- [Your objective]:
Would you please return the lines of the material that contain the word "CorrelationEvent"?

- [Data under study]:
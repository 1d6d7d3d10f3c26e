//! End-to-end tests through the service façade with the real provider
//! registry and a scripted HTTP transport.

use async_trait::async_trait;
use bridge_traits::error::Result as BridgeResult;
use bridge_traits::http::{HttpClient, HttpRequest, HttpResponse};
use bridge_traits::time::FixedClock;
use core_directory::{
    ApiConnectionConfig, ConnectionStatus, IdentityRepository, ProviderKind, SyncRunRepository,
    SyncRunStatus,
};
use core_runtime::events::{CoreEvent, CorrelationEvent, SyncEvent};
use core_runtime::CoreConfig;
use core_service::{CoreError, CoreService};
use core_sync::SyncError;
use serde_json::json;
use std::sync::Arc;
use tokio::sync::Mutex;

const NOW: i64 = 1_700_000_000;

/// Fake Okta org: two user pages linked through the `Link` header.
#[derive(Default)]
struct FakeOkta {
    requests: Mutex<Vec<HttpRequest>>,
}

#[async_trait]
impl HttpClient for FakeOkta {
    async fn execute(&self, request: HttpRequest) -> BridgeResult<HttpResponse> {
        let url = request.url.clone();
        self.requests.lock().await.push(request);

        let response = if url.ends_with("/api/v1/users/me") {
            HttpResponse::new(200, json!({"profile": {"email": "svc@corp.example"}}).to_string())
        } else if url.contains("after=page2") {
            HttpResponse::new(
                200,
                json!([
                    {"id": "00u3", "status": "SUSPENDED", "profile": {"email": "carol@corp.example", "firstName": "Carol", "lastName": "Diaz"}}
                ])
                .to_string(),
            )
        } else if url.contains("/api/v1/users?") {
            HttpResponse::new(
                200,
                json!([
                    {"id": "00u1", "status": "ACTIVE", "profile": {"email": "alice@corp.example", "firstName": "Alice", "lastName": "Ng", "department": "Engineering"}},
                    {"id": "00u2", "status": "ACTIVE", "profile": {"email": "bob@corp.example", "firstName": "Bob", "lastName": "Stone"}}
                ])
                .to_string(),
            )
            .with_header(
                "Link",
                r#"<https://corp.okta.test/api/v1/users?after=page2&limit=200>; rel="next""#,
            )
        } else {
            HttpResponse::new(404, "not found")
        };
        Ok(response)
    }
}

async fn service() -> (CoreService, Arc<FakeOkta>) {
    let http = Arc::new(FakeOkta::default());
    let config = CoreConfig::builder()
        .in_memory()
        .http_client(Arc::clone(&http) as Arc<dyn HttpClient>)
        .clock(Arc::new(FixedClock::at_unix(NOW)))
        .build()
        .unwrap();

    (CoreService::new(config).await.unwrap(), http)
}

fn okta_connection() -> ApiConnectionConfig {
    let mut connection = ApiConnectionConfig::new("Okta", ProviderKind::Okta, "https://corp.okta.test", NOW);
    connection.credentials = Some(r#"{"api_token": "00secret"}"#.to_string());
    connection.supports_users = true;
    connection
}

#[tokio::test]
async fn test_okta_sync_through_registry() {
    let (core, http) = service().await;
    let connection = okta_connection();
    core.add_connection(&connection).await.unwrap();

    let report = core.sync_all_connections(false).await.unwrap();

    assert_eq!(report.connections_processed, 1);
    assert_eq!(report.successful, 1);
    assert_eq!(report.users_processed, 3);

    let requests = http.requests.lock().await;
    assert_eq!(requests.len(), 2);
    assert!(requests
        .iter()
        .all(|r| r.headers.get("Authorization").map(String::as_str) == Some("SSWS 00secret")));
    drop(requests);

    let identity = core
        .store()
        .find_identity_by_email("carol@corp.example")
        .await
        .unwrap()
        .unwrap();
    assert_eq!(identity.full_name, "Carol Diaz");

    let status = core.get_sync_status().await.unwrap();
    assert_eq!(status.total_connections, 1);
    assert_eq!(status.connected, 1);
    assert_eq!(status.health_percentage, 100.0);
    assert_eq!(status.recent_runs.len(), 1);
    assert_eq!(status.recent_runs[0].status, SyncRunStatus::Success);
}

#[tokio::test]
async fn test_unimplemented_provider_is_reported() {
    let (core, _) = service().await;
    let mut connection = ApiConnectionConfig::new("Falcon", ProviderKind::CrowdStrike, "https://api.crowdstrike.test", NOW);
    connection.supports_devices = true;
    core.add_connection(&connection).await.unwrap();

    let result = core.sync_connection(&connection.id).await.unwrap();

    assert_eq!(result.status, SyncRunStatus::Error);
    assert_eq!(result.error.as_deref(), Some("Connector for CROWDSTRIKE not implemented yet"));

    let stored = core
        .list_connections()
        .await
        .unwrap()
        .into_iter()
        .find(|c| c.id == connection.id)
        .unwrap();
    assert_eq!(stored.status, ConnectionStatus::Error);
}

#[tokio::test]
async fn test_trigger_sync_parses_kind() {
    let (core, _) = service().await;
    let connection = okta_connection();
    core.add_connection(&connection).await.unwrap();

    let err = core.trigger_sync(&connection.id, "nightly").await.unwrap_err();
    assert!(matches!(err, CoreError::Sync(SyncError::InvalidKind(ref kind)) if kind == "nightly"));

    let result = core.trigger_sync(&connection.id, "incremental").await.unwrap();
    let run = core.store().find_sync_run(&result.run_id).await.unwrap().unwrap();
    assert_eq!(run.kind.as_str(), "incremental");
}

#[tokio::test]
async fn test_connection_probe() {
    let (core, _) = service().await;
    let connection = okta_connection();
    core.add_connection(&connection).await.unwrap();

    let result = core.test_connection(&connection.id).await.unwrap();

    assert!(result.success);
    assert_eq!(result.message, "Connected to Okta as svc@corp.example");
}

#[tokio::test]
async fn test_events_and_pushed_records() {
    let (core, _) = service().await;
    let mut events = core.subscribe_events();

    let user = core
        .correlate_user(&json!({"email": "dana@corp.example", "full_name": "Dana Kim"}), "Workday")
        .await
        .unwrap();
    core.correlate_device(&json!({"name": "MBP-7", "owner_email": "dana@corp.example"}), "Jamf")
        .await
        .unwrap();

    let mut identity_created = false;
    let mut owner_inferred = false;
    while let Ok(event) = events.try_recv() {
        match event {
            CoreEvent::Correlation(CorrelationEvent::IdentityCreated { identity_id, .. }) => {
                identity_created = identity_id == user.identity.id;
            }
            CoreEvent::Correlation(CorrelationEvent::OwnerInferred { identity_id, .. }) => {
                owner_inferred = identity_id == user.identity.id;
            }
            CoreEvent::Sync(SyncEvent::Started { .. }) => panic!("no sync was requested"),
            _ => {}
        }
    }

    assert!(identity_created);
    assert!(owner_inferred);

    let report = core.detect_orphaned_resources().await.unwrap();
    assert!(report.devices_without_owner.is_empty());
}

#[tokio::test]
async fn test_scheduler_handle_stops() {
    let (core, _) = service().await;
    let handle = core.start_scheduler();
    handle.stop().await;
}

- [Exercise answer]:
use core_runtime::events::{CoreEvent, CorrelationEvent, SyncEvent};
            CoreEvent::Correlation(CorrelationEvent::IdentityCreated { identity_id, .. }) => {
            CoreEvent::Correlation(CorrelationEvent::OwnerInferred { identity_id, .. }) => {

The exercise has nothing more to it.